** Opening Given information block **

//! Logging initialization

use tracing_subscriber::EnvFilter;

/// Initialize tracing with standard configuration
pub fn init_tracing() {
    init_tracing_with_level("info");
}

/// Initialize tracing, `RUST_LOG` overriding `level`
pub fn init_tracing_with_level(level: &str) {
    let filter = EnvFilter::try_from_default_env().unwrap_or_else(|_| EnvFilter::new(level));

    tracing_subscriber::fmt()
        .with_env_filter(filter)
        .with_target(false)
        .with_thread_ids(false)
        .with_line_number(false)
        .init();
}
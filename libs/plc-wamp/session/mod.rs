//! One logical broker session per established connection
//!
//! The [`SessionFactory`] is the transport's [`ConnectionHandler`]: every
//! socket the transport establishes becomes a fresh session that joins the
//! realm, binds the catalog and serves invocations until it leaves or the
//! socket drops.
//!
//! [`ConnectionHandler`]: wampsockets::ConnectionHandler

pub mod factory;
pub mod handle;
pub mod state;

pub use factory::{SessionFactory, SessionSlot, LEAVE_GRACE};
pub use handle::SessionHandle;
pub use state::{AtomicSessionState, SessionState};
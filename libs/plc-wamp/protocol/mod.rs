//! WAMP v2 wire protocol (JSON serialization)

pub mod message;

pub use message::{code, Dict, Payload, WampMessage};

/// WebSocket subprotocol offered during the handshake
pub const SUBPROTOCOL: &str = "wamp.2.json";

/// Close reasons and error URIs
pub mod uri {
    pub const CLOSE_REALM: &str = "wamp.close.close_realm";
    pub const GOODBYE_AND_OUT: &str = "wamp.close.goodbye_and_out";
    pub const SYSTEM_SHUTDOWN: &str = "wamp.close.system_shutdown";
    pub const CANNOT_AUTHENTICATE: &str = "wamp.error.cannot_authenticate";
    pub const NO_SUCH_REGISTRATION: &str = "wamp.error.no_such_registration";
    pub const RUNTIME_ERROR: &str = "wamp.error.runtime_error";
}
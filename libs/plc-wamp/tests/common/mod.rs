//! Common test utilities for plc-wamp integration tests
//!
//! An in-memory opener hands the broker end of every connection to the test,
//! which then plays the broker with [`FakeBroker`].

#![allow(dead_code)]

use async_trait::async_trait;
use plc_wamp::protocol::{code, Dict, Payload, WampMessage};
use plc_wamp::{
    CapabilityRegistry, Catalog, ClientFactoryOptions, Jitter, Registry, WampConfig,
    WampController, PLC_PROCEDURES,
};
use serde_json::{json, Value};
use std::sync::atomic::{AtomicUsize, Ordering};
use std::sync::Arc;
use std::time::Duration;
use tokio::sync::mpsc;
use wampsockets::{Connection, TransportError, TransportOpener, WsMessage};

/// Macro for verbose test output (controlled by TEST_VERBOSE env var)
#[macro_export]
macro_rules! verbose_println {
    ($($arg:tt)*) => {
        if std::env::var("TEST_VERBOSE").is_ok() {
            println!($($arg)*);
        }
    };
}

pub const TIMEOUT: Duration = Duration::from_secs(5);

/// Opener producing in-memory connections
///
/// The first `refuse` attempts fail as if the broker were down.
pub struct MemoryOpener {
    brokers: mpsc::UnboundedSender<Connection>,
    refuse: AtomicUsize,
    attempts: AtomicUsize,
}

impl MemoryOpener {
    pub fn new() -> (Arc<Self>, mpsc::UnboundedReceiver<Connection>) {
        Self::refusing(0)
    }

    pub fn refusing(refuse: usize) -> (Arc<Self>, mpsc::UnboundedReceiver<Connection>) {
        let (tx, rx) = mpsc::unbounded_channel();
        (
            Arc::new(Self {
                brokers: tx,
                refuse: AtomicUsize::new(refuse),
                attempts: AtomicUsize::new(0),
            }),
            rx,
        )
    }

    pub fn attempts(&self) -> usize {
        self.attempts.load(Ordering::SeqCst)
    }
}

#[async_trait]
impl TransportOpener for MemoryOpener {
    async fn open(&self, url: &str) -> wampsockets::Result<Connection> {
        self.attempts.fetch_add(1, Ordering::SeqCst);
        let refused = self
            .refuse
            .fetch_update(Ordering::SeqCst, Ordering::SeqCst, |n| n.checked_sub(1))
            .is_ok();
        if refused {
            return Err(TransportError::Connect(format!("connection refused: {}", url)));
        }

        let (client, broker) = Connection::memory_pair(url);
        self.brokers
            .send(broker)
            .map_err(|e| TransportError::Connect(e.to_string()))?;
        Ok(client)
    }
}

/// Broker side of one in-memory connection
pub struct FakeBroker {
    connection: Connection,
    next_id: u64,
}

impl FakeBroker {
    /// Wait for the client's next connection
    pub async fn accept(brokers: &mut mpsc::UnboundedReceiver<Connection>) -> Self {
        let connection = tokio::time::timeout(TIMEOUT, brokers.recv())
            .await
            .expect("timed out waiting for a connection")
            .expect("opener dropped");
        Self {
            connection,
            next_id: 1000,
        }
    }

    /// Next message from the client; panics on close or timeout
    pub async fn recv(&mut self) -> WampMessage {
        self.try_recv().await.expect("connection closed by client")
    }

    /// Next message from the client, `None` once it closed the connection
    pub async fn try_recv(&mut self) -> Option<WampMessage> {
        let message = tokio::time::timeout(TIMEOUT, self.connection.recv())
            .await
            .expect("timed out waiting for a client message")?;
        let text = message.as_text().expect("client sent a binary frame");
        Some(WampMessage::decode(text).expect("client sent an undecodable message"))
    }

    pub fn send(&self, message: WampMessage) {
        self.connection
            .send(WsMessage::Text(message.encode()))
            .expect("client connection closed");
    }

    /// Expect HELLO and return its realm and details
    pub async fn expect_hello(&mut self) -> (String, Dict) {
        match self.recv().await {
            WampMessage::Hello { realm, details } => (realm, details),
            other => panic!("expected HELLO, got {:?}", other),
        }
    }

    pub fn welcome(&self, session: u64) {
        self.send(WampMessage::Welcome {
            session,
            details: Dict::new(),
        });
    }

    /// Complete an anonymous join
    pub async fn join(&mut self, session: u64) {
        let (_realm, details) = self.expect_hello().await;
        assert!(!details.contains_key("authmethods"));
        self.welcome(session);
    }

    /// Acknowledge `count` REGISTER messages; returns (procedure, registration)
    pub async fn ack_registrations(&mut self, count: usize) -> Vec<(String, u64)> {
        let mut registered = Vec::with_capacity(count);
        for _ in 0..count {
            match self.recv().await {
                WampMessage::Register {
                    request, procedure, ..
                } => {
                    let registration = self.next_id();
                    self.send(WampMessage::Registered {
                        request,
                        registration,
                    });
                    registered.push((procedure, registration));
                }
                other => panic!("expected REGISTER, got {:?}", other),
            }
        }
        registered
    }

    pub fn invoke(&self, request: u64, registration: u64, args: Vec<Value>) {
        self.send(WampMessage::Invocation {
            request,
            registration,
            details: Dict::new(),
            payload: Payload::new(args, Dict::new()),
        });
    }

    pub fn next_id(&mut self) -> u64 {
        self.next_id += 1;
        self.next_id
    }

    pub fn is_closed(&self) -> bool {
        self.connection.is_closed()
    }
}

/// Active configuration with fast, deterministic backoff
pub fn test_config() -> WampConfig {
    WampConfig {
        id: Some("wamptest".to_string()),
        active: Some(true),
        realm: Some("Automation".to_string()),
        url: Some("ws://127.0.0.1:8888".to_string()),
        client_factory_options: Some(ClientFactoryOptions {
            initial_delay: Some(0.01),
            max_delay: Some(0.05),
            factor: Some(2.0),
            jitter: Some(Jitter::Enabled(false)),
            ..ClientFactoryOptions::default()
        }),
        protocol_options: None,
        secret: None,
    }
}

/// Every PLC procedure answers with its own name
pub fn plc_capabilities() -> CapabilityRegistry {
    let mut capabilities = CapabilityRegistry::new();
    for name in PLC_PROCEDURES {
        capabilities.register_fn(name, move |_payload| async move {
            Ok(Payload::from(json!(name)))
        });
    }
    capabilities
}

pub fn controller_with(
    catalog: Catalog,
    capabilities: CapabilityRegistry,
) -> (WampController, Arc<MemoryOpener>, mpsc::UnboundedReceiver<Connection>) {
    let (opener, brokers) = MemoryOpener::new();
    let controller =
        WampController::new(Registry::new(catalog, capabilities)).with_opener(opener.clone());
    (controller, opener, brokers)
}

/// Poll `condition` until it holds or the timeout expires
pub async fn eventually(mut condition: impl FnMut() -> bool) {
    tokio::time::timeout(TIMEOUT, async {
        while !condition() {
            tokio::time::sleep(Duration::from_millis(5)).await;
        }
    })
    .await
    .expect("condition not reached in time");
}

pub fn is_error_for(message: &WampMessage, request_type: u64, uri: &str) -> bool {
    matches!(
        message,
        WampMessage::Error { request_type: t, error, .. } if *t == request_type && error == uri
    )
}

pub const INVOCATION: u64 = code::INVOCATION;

** Closing Given information block **

## Work task
Return the material exactly as it stands above, but only from its first line to the line containing "tracing_subscriber::fmt()", both ends included.

## Task answer
//! Logging initialization

use tracing_subscriber::EnvFilter;

/// Initialize tracing with standard configuration
pub fn init_tracing() {
    init_tracing_with_level("info");
}

/// Initialize tracing, `RUST_LOG` overriding `level`
pub fn init_tracing_with_level(level: &str) {
    let filter = EnvFilter::try_from_default_env().unwrap_or_else(|_| EnvFilter::new(level));

    tracing_subscriber::fmt()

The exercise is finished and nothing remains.